Mario Allaire, un retraité de l'enseignement, s'adonne à
la voile depuis deux ans. Il voulait naviguer cet hiver, trouver
une activité qui lui permettrait de garder le contact avec
l'eau. Le 13 janvier dernier, il trouvait cette petite annonce d'un
couple de Montréal qui cherchait quelqu'un pour faire le
trajet Bermudes-St. Martin avec eux et assurer le bon déroulement
du voyage. ( note de Louis Charbonneau : Ernest Gallien est
un navigateur aguerri, il navigue depuis plus de 30 ans, il a navigué
de par les Grands Lacs, fait quelques traversées de l'Atlantique,
dont une en solitaire sur un Tanzer 26 qui le conduisit en Ireland
).
Pour lire l'histoire du naufrage D'Émilien 11

Voir le naufrage d'Émilien 11
Initialement, le couple et les deux membres d'équipage fraîchement
recrutés devaient quitter les Bermudes le 22 janvier, mais
en raison du mauvais temps, le départ a été
retardé. Le voilier artisanal de 43 pieds fait de bois et
recouvert de fibre de verre a finalement pris la mer le 1er février.

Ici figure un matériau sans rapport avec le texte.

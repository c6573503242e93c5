//! Endpoint reconciliation between the OpenAPI index and the implemented
//! registry.
//!
//! Produces the coverage picture: operations implemented exactly, operations
//! implemented under a differently-named path parameter, operations with no
//! implementation at all, and implemented endpoints the spec never mentions
//! (assumed external/auxiliary APIs, not defects).

use std::collections::{BTreeMap, HashMap, HashSet};

use serde::{Deserialize, Serialize};

use crate::index::{operation_key, OperationRecord};
use crate::normalize::normalize_path;

/// One endpoint the client side claims to implement.
#[derive(Debug, Clone, PartialEq, Eq, Serialize, Deserialize)]
#[serde(rename_all = "camelCase")]
pub struct ImplementedEndpoint {
    /// HTTP method.
    pub method: String,
    /// Path template, parameter names as the client spells them.
    pub path: String,
    /// Identifier of the API the endpoint belongs to (e.g. `lichess`,
    /// `explorer`, `tablebase`).
    pub api: String,
    /// Name of the client method that implements the endpoint.
    pub client_method: String,
}

impl ImplementedEndpoint {
    /// Exact operation key, `"<METHOD> <PATH>"`.
    #[must_use]
    pub fn key(&self) -> String {
        operation_key(&self.method, &self.path)
    }

    /// Key after path normalization, used for variation matching.
    #[must_use]
    pub fn normalized_key(&self) -> String {
        format!(
            "{} {}",
            self.method.to_uppercase(),
            normalize_path(&self.path)
        )
    }
}

/// Aggregate counts over one reconciliation run.
#[derive(Debug, Clone, Copy, PartialEq, Eq, Serialize)]
#[serde(rename_all = "camelCase")]
pub struct CoverageStats {
    /// OpenAPI operations considered (after deprecated filtering).
    pub open_api_total: usize,
    /// Distinct implemented endpoints, keyed by exact operation key.
    pub implemented_total: usize,
    /// Operations with no implementation, exact or normalized.
    pub missing_count: usize,
    /// Operations matched only after path normalization.
    pub path_variations_count: usize,
    /// Implemented endpoints absent from the spec under any normalization.
    pub extra_count: usize,
}

/// An OpenAPI operation with no implemented counterpart.
#[derive(Debug, Clone, PartialEq, Eq, Serialize)]
pub struct MissingEndpoint {
    /// Operation key.
    pub key: String,
    /// Operation summary, if the spec carries one.
    pub summary: Option<String>,
    /// Operation tags.
    pub tags: Vec<String>,
    /// Whether the spec marks the operation deprecated.
    pub deprecated: bool,
}

/// An OpenAPI operation matched to an implementation only after
/// normalization - same shape, different parameter names.
#[derive(Debug, Clone, PartialEq, Eq, Serialize)]
pub struct PathVariation {
    /// The OpenAPI operation key.
    pub openapi: String,
    /// The implemented key it matched after normalization.
    pub implemented: String,
    /// Summary of the OpenAPI operation.
    pub summary: Option<String>,
    /// Tags of the OpenAPI operation.
    pub tags: Vec<String>,
}

/// An implemented endpoint the spec does not describe under any
/// normalization.
#[derive(Debug, Clone, PartialEq, Eq, Serialize)]
pub struct ExtraEndpoint {
    /// Exact operation key of the implemented endpoint.
    pub key: String,
    /// API identifier from the registry record.
    pub api: String,
    /// Client method name, preserved verbatim from the registry.
    #[serde(rename = "method")]
    pub client_method: String,
}

/// The full result of one reconciliation run.
///
/// The OpenAPI operation set partitions into exactly
/// {exact-matched} ∪ {path-variation} ∪ {missing}; exact matches are not
/// surfaced individually, only counted through `stats`.
#[derive(Debug, Clone, Serialize)]
#[serde(rename_all = "camelCase")]
pub struct CoverageReport {
    /// Aggregate counts.
    pub stats: CoverageStats,
    /// True gaps, sorted by key.
    pub missing: Vec<MissingEndpoint>,
    /// Parameter-naming mismatches, sorted by OpenAPI key.
    pub path_variations: Vec<PathVariation>,
    /// Implemented-but-unspecified endpoints, sorted by key.
    pub extra: Vec<ExtraEndpoint>,
}

/// Reconcile the flat OpenAPI operation index against the implemented
/// registry.
///
/// For each OpenAPI operation: exact key match wins, then normalized-key
/// match (reported as a path variation), else the operation is missing.
/// Implemented endpoints whose exact and normalized keys both miss the
/// spec's key universe are reported as extra.
///
/// If two implemented endpoints normalize to the same key, the later record
/// wins the variation-lookup slot. That index is auxiliary - consulted only
/// when an exact match already failed - so last-write-wins is intentional
/// and kept. Multiple OpenAPI operations of the same shape each perform
/// their own lookup and may all match the same implemented entry.
///
/// An empty registry is a valid input: every OpenAPI operation comes back
/// missing and `extra` is empty.
#[must_use]
pub fn reconcile(
    openapi: &BTreeMap<String, OperationRecord>,
    implemented: &[ImplementedEndpoint],
) -> CoverageReport {
    let exact: HashMap<String, &ImplementedEndpoint> =
        implemented.iter().map(|e| (e.key(), e)).collect();

    let mut by_normalized: HashMap<String, String> = HashMap::new();
    for endpoint in implemented {
        by_normalized.insert(endpoint.normalized_key(), endpoint.key());
    }

    let mut missing = Vec::new();
    let mut path_variations = Vec::new();

    for (key, op) in openapi {
        if exact.contains_key(key) {
            continue;
        }

        if let Some(impl_key) = by_normalized.get(&op.normalized_key()) {
            path_variations.push(PathVariation {
                openapi: key.clone(),
                implemented: impl_key.clone(),
                summary: op.summary.clone(),
                tags: op.tags.clone(),
            });
        } else {
            missing.push(MissingEndpoint {
                key: key.clone(),
                summary: op.summary.clone(),
                tags: op.tags.clone(),
                deprecated: op.deprecated,
            });
        }
    }

    // Extra is judged against the spec's full normalized-key universe,
    // independent of the per-operation pairing above.
    let openapi_normalized: HashSet<String> =
        openapi.values().map(OperationRecord::normalized_key).collect();

    let mut extra: Vec<ExtraEndpoint> = Vec::new();
    for (key, endpoint) in &exact {
        if openapi.contains_key(key) {
            continue;
        }
        if openapi_normalized.contains(&endpoint.normalized_key()) {
            continue;
        }
        extra.push(ExtraEndpoint {
            key: key.clone(),
            api: endpoint.api.clone(),
            client_method: endpoint.client_method.clone(),
        });
    }

    missing.sort_by(|a, b| a.key.cmp(&b.key));
    path_variations.sort_by(|a, b| a.openapi.cmp(&b.openapi));
    extra.sort_by(|a, b| a.key.cmp(&b.key));

    CoverageReport {
        stats: CoverageStats {
            open_api_total: openapi.len(),
            implemented_total: exact.len(),
            missing_count: missing.len(),
            path_variations_count: path_variations.len(),
            extra_count: extra.len(),
        },
        missing,
        path_variations,
        extra,
    }
}
#[tool_router]
impl ApicovMcpServer {
    pub fn new(service: CoverageService) -> Self {
        Self {
            service,
            tool_router: Self::tool_router(),
        }
    }

    /// Return the OpenAPI spec title and version
    #[tool(description = "Return the title and version of the current OpenAPI document.")]
    async fn get_openapi_version(&self) -> Result<CallToolResult, McpError> {
        match self.service.spec_info() {
            Ok(info) => json_result(&info),
            Err(e) => Ok(tool_error(format!("Failed to read OpenAPI document: {e}"))),
        }
    }

    /// Look up one operation by method and path
    #[tool(description = "Look up a single operation from the OpenAPI spec by HTTP method and path. Returns summary, tags, deprecated flag, parameters, request body schema and response codes.")]
    async fn get_operation(
        &self,
        Parameters(args): Parameters<GetOperationArgs>,
    ) -> Result<CallToolResult, McpError> {
        let lookup = match self.service.get_operation(&args.method, &args.path) {
            Ok(lookup) => lookup,
            Err(e) => return Ok(tool_error(format!("Failed to read OpenAPI document: {e}"))),
        };

        match lookup {
            OperationLookup::Found(operation) => json_result(&FoundOperation {
                found: true,
                operation: &operation,
            }),
            miss => json_result(&NotFoundEnvelope {
                found: false,
                error: miss.miss_message().unwrap_or_default(),
            }),
        }
    }

    /// List all operations, optionally filtered
    #[tool(description = "List all operations in the OpenAPI spec, optionally filtered by tag and optionally including deprecated operations. Sorted by operation key.")]
    async fn list_operations(
        &self,
        Parameters(args): Parameters<ListOperationsArgs>,
    ) -> Result<CallToolResult, McpError> {
        let filter = IndexFilter {
            include_deprecated: args.include_deprecated.unwrap_or(false),
            tag: args.tag,
        };
        match self.service.list_operations(&filter) {
            Ok(list) => json_result(&list),
            Err(e) => Ok(tool_error(format!("Failed to read OpenAPI document: {e}"))),
        }
    }

    /// Diff two spec snapshot versions
    #[tool(description = "Compare two snapshot versions of the OpenAPI spec (e.g. 2.0.106 -> 2.0.107) and return added and removed operation keys.")]
    async fn diff_openapi_versions(
        &self,
        Parameters(args): Parameters<DiffVersionsArgs>,
    ) -> Result<CallToolResult, McpError> {
        match self.service.diff_versions(&args.from_version, &args.to_version) {
            Ok(diff) => json_result(&OkEnvelope {
                ok: true,
                value: diff,
            }),
            Err(e) if e.is_not_found() => json_result(&ErrorEnvelope {
                ok: false,
                error: e.to_string(),
            }),
            Err(e) => Ok(tool_error(format!("Failed to diff versions: {e}"))),
        }
    }

    /// Compute coverage gaps between the spec and the implemented registry
    #[tool(description = "Compare the OpenAPI spec with the implemented-endpoint registry to find coverage gaps. Returns missing endpoints (true gaps), path variations (parameter naming differences only), extra endpoints (implemented but not in the spec, e.g. external APIs) and summary statistics.")]
    async fn get_coverage_gaps(
        &self,
        Parameters(args): Parameters<GetCoverageGapsArgs>,
    ) -> Result<CallToolResult, McpError> {
        match self
            .service
            .coverage_gaps(args.include_deprecated.unwrap_or(false))
        {
            Ok(report) => json_result(&report),
            Err(e) => Ok(tool_error(format!("Failed to compute coverage gaps: {e}"))),
        }
    }

    /// Regenerate the coverage report artifact
    #[tool(description = "Run the repository's coverage generator script to regenerate the coverage report. Blocking call; returns the script's exit code and captured output.")]
    async fn generate_coverage_report(&self) -> Result<CallToolResult, McpError> {
        // The script can run for a while; keep the async runtime responsive.
        let service = self.service.clone();
        let outcome = tokio::task::spawn_blocking(move || service.generate_report())
            .await
            .map_err(|e| McpError::internal_error(format!("Report task failed: {e}"), None))?;

        match outcome {
            Ok(outcome) => json_result(&outcome),
            Err(
                e @ (CoverageError::ScriptNotFound(_) | CoverageError::ShellNotFound { .. }),
            ) => json_result(&ErrorEnvelope {
                ok: false,
                error: e.to_string(),
            }),
            Err(e) => Ok(tool_error(format!("Failed to run coverage script: {e}"))),
        }
    }
}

"Nous avons quitté la baie de St. George et vers 16
heures, il s'est mis à venter. Un vent arrière très
fort soufflait et nous, on était déjà assez
loin des côtes. Le bateau était très dur à
barrer. À 21 heures, on a attaché la barre à
roue et on s'est laissé dériver", explique Mario
Allaire. La nuit a été longue, mouvementée
mais ironiquement confortable pour lui. "Malgré les
vents forts, ça dort assez bien. C'est le lendemain matin
que ça a été moins drôle", remarque-t-il.
Vers 8 heures, un terrible bruit s'est fait entendre. Le vent venait
de faire une rotation de 180 degrés à l'embarcation,
qui est tout de même restée à flot. "Suzanne
était couchée sur la banquette à bâbord
et dans le temps de le dire, elle a été projetée
à tribord. Elle est passée par-dessus la table. C'est
probablement là qu'elle s'est fracturée trois côtes",
raconte M. Allaire. Il n'y avait plus d'électricité
à bord. Le moteur ne pouvait plus être démarré.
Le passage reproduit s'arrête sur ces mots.